Archetypes and Suicide
Stock organises her thoughts around three archetypes: the (radical) Freedom Lover, the Moderate Freedom Lover, and the Merciful Helper. She acknowledges that these are not real people. They are constructs used to represent clusters of philosophical arguments. But they irk because they are caricatures. Instead of engaging with those who support assisted dying, the flippant tone flips the finger. This does not help her to attack the case for legalised dying. “The Freedom Lover,” she writes, “is saying there is a moral obligation upon others not to interfere in your suicide attempt. They think there is a right to die in the precise sense that others should not hinder you [emphasis in original].” Stock makes a case against the Freedom Lover, but the Freedom Lover does not represent the tendency of thought she is opposing. It is a straw man.
There is evidence of this. In the first systematic review to synthesise the views of non-health professionals on assisted dying, Hendry et al. drew on sixteen qualitative studies and 94 surveys across multiple countries and legal contexts. Four consistent motivating themes emerged: concerns about poor quality of life (unbearable suffering, loss of dignity, dependency, loss of self); the desire for a good quality of death (autonomy, control, the right time); concerns about potential abuse; and the importance of an individual’s moral and religious stance. Conspicuously absent from this evidence base is the libertarian absolutism that Stock's Freedom Lover embodies—the insistence that any interference in any self-determined death is coercion, the indifference to those left behind, the breezy dismissal of transient states.
Concerning suicide, Stock is right that intervention can prevent a fatal response to a transient state that does not reflect the person’s deeper self. This is important, and the empirical literature on suicide prevention supports it.
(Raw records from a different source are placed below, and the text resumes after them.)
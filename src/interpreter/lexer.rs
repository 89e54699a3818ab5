use crate::error::ParseError;

/// Result type used by the token stream.
pub type ParseResult<T> = Result<T, ParseError>;

/// Represents a lexical token in the source input.
/// A token is a minimal but meaningful unit of text produced by the lexer.
/// This enum defines all recognized tokens in the language.
#[derive(Debug, Clone, PartialEq)]
pub enum Token {
    /// Numeric literal tokens, such as `3.14`, `.5` or `2e10`.
    Number(f64),
    /// Identifier tokens; variable names such as `x` or `rate`.
    Identifier(String),
    /// `+`
    Plus,
    /// `-`
    Minus,
    /// `*`
    Star,
    /// `/`
    Slash,
    /// `%`
    Percent,
    /// `(`
    LParen,
    /// `)`
    RParen,
    /// `=`
    Equals,
    /// `;` — ends a statement and asks for its result to be printed.
    Semicolon,
    /// `q` on its own — leaves the interactive loop.
    Quit,
}

impl Token {
    /// Maps a single marker character to its token.
    ///
    /// Covers the fixed operator and punctuation set; numbers, identifiers
    /// and the quit word are scanned separately.
    #[must_use]
    pub const fn from_marker(ch: char) -> Option<Self> {
        match ch {
            '+' => Some(Self::Plus),
            '-' => Some(Self::Minus),
            '*' => Some(Self::Star),
            '/' => Some(Self::Slash),
            '%' => Some(Self::Percent),
            '(' => Some(Self::LParen),
            ')' => Some(Self::RParen),
            '=' => Some(Self::Equals),
            ';' => Some(Self::Semicolon),
            _ => None,
        }
    }
}

/// A stream of [`Token`]s read on demand from a character source.
///
/// The stream owns two small buffers on top of the raw source: a one
/// character pushback used while scanning literals and identifiers, and a one
/// token pushback slot that gives the parser its single token of lookahead.
/// At most one unread token is ever visible to callers; pushing a second one
/// back is a [`ParseError::PushbackOverflow`].
///
/// One `TokenStream` lives for an entire session. It is never reconstructed;
/// after an error the driver resynchronizes it with [`TokenStream::skip_until`].
///
/// # Example
/// ```
/// use deskcalc::interpreter::lexer::{Token, TokenStream};
///
/// let mut tokens = TokenStream::new("1 + x;".chars());
///
/// assert_eq!(tokens.get().unwrap(), Some(Token::Number(1.0)));
/// assert_eq!(tokens.get().unwrap(), Some(Token::Plus));
/// assert_eq!(tokens.get().unwrap(), Some(Token::Identifier("x".to_string())));
/// assert_eq!(tokens.get().unwrap(), Some(Token::Semicolon));
/// assert_eq!(tokens.get().unwrap(), None);
/// ```
pub struct TokenStream<I>
    where I: Iterator<Item = char>
{
    source:  I,
    pending: Option<char>,
    buffer:  Option<Token>,
    line:    usize,
}

impl<I> TokenStream<I> where I: Iterator<Item = char>
{
    /// Creates a token stream over a character source, starting at line 1.
    pub fn new(source: I) -> Self {
        Self { source,
               pending: None,
               buffer: None,
               line: 1, }
    }

    /// The current source line, for error reporting.
    #[must_use]
    pub const fn line(&self) -> usize {
        self.line
    }

    /// Reads the next token.
    ///
    /// If the pushback slot is occupied it is drained and returned without
    /// touching the source. Otherwise the next non-whitespace character is
    /// classified: a fixed marker character becomes its token, a digit or
    /// `.` starts a numeric literal, an ASCII letter starts an identifier
    /// (the word `q` alone becomes [`Token::Quit`]; everything else,
    /// including `let`, is an ordinary [`Token::Identifier`]).
    ///
    /// # Returns
    /// - `Ok(Some(token))`: The next token.
    /// - `Ok(None)`: The source is exhausted at a token boundary.
    ///
    /// # Errors
    /// [`ParseError::BadToken`] for an unclassifiable character or a
    /// malformed numeric literal.
    pub fn get(&mut self) -> ParseResult<Option<Token>> {
        if let Some(token) = self.buffer.take() {
            return Ok(Some(token));
        }

        let Some(ch) = self.next_nonspace_char() else {
            return Ok(None);
        };

        if let Some(token) = Token::from_marker(ch) {
            return Ok(Some(token));
        }
        if ch.is_ascii_digit() || ch == '.' {
            return self.scan_number(ch).map(Some);
        }
        if ch.is_ascii_alphabetic() {
            return Ok(Some(self.scan_identifier(ch)));
        }

        Err(ParseError::BadToken { found: ch.to_string(),
                                   line:  self.line, })
    }

    /// Pushes one token back onto the stream so the next [`TokenStream::get`]
    /// returns it again.
    ///
    /// # Errors
    /// [`ParseError::PushbackOverflow`] if the slot is already occupied.
    /// Callers must drain the slot via `get` before pushing back again.
    pub fn putback(&mut self, token: Token) -> ParseResult<()> {
        if self.buffer.is_some() {
            return Err(ParseError::PushbackOverflow { line: self.line });
        }
        self.buffer = Some(token);
        Ok(())
    }

    /// Discards input up to and including the marker character.
    ///
    /// If the pushback slot already holds the marker's token, it is drained
    /// and the scan ends there. Otherwise the slot is cleared unconditionally
    /// and raw characters are discarded until the marker is found. Running
    /// out of input is not an error; the scan just ends.
    ///
    /// The driver uses this to resynchronize on the statement separator
    /// after reporting an error.
    pub fn skip_until(&mut self, marker: char) {
        if let Some(token) = self.buffer.take() {
            if Token::from_marker(marker).is_some_and(|m| m == token) {
                return;
            }
        }

        while let Some(ch) = self.next_char() {
            if ch == marker {
                return;
            }
        }
    }

    /// Draws one raw character, favoring the pushed-back one.
    ///
    /// Newlines are counted only when first drawn from the source, so a
    /// pushed-back character cannot advance the line twice.
    fn next_char(&mut self) -> Option<char> {
        if let Some(ch) = self.pending.take() {
            return Some(ch);
        }
        let ch = self.source.next()?;
        if ch == '\n' {
            self.line += 1;
        }
        Some(ch)
    }

    fn next_nonspace_char(&mut self) -> Option<char> {
        loop {
            let ch = self.next_char()?;
            if !ch.is_whitespace() {
                return Some(ch);
            }
        }
    }

    /// Scans a numeric literal starting from its first character.
    ///
    /// Accumulates digits and `.`, plus at most one exponent part, then lets
    /// `str::parse::<f64>` validate the whole literal. The first character
    /// that cannot extend the literal is pushed back onto the raw source.
    fn scan_number(&mut self, first: char) -> ParseResult<Token> {
        let mut literal = String::from(first);

        loop {
            match self.next_char() {
                Some(ch) if ch.is_ascii_digit() || ch == '.' => literal.push(ch),
                Some(ch @ ('e' | 'E'))
                    if literal.chars().any(|c| c.is_ascii_digit())
                       && !literal.contains(['e', 'E']) =>
                {
                    self.scan_exponent(&mut literal, ch)?;
                },
                Some(ch) => {
                    self.pending = Some(ch);
                    break;
                },
                None => break,
            }
        }

        literal.parse()
               .map(Token::Number)
               .map_err(|_| ParseError::BadToken { found: literal,
                                                   line:  self.line, })
    }

    /// Scans the exponent part of a numeric literal: `e`/`E`, an optional
    /// sign, and at least one digit. An exponent marker not followed by a
    /// digit is a malformed literal.
    fn scan_exponent(&mut self, literal: &mut String, marker: char) -> ParseResult<()> {
        literal.push(marker);

        match self.next_char() {
            Some(sign @ ('+' | '-')) => {
                literal.push(sign);
                match self.next_char() {
                    Some(digit) if digit.is_ascii_digit() => {
                        literal.push(digit);
                        Ok(())
                    },
                    _ => Err(ParseError::BadToken { found: literal.clone(),
                                                    line:  self.line, }),
                }
            },
            Some(digit) if digit.is_ascii_digit() => {
                literal.push(digit);
                Ok(())
            },
            _ => Err(ParseError::BadToken { found: literal.clone(),
                                            line:  self.line, }),
        }
    }

    /// Scans an identifier starting from its first letter.
    ///
    /// There is no keyword table: `let` comes back as a plain identifier.
    /// The single word `q` is the quit command.
    fn scan_identifier(&mut self, first: char) -> Token {
        let mut name = String::from(first);

        while let Some(ch) = self.next_char() {
            if ch.is_ascii_alphanumeric() || ch == '_' {
                name.push(ch);
            } else {
                self.pending = Some(ch);
                break;
            }
        }

        if name == "q" {
            Token::Quit
        } else {
            Token::Identifier(name)
        }
    }
}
But it is a point about crisis intervention, not about assisted dying for terminally ill people who have made a sustained and considered request. Stock moves between these contexts too easily, and her argument suffers as a result. Suicide in the context of psychiatric crisis and assisted dying in the context of terminal illness are not the same phenomenon. Beginning the book with a sustained discussion of solo suicide—including the cases of Kurt Cobain and Virginia Woolf—establishes a frame that does not illuminate the matter at hand.